Several steps are involved in the conveyance of the conjoint analysis. First, the organization should determine the essential services or products in the current market. The second step is to decide on the data collection methodology which will be employed, as well as the methods of recording data. The third step involves the determination of the conjoint techniques that will be used. The type of conjoint technique mostly used is the choice-based conjoint (CBC). After identifying the method, an experimental design is formulated. The strategy aids in determining the significant interactions between the various attributes of the products under question (Natter and Feurstein, 2002, p.450). The real data is collected, and then the utilities are calculated for all the participants in the study. Finally, once the information is obtained, the market simulation model is formulated, and it helps in predicting changes that might occur in future regarding the current product and the new products that might be brought to the consumer. The conjoint analysis technique is an excellent way of ensuring the commodities that an organization comes up with are pleasing to the customers and satisfy their needs.
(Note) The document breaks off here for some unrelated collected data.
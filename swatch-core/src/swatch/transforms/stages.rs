//! Individual transformation stages
//!
//! Each stage wraps one step of token compilation behind the `Runnable` trait.

use crate::swatch::flattening::flatten_all;
use crate::swatch::loader::Source;
use crate::swatch::normalization::{normalize_document, TokenNode};
use crate::swatch::resolution::{resolve, Resolution};
use crate::swatch::token::TokenSet;
use crate::swatch::transforms::{Runnable, TransformError};
use serde_json::{Map, Value};
use tracing::debug;

/// Parsed token documents, root objects in load order
pub type Documents = Vec<Map<String, Value>>;

/// Source text → root objects
///
/// The one fallible stage: a source that is not JSON, or whose root is not an object, stops the
/// pipeline before any token is looked at.
pub struct Parsing;

impl Runnable<Vec<Source>, Documents> for Parsing {
    fn run(&self, input: Vec<Source>) -> Result<Documents, TransformError> {
        input.iter().map(parse_document).collect()
    }
}

fn parse_document(source: &Source) -> Result<Map<String, Value>, TransformError> {
    let malformed = |message: String| TransformError::MalformedDocument {
        label: source.label.clone(),
        message,
    };
    match serde_json::from_str::<Value>(&source.text) {
        Ok(Value::Object(root)) => Ok(root),
        Ok(other) => Err(malformed(format!(
            "expected an object at the top level, found {}",
            json_kind(&other)
        ))),
        Err(err) => Err(malformed(err.to_string())),
    }
}

fn json_kind(value: &Value) -> &'static str {
    match value {
        Value::Null => "null",
        Value::Bool(_) => "a boolean",
        Value::Number(_) => "a number",
        Value::String(_) => "a string",
        Value::Array(_) => "an array",
        Value::Object(_) => "an object",
    }
}

/// Documents → normalized trees
pub struct Normalization;

impl Runnable<Documents, Vec<TokenNode>> for Normalization {
    fn run(&self, input: Documents) -> Result<Vec<TokenNode>, TransformError> {
        let trees: Vec<TokenNode> = input.iter().map(normalize_document).collect();
        debug!(
            documents = trees.len(),
            leaves = trees.iter().map(TokenNode::leaf_count).sum::<usize>(),
            "normalized token documents"
        );
        Ok(trees)
    }
}

/// Normalized trees → flat token collection
pub struct Flattening;

impl Runnable<Vec<TokenNode>, TokenSet> for Flattening {
    fn run(&self, input: Vec<TokenNode>) -> Result<TokenSet, TransformError> {
        let tokens = flatten_all(&input);
        debug!(documents = input.len(), tokens = tokens.len(), "flattened token documents");
        Ok(tokens)
    }
}

/// Flat collection → resolved collection plus diagnostics
pub struct Resolving;

impl Runnable<TokenSet, Resolution> for Resolving {
    fn run(&self, input: TokenSet) -> Result<Resolution, TransformError> {
        Ok(resolve(input))
    }
}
Advantages of Conjoint Analysis
One of the benefits of conjoint analysis is that it can be applied in market segmentation. The technique is among the most effective ways of examining the tastes and preferences of the clients. Therefore, it is an actual measure of the perceptions the consumers have towards the products of an organization or an enterprise. Market segmentation seems to be in the middle of the technique in term of applicability. Thus, an organization understands how valuable its products are too specific customers, and then it becomes easy to create marketing programs that can be used to determine the benefits of the products to the consumer (Sharma and Malhotra 2015, p.29). An organization is also able to remodel an existing service or product by making use of the benefits obtained. With the remodelling, the new product or service fits the needs of the consumers and they stick to the company. Through innovativeness after carrying out conjoint analysis, the General Motors Company has been able to come up with different automotive designs which are unique for each of near 200 countries where they have buyers (Aribarg 2017, p.280).Consumers in the countries where GM undertakes its operations have varied preferences. (Aribarg 2017, p.280). With this knowledge, GM has been able to attain position nine in the world’s largest publicly traded companies (Aribarg 2017, p.280).
When a consumer understands the analysis of a certain company, they can make sound decisions on which products to purchase and why. Clients are given different alternatives to choose from (Dillon et al. 1987, p.66). Thus, the people who are used as the respondents can mimic the real-life behaviour of consumers to provide the organization with a rough idea of what the customers are likely to prefer and acts as a guide to the processes in the company (Netzer 2008, p.337). When the results are close to the real-life actions of the buyers, then the analysis is considered to be more accurate than when there is a great disparity between the two.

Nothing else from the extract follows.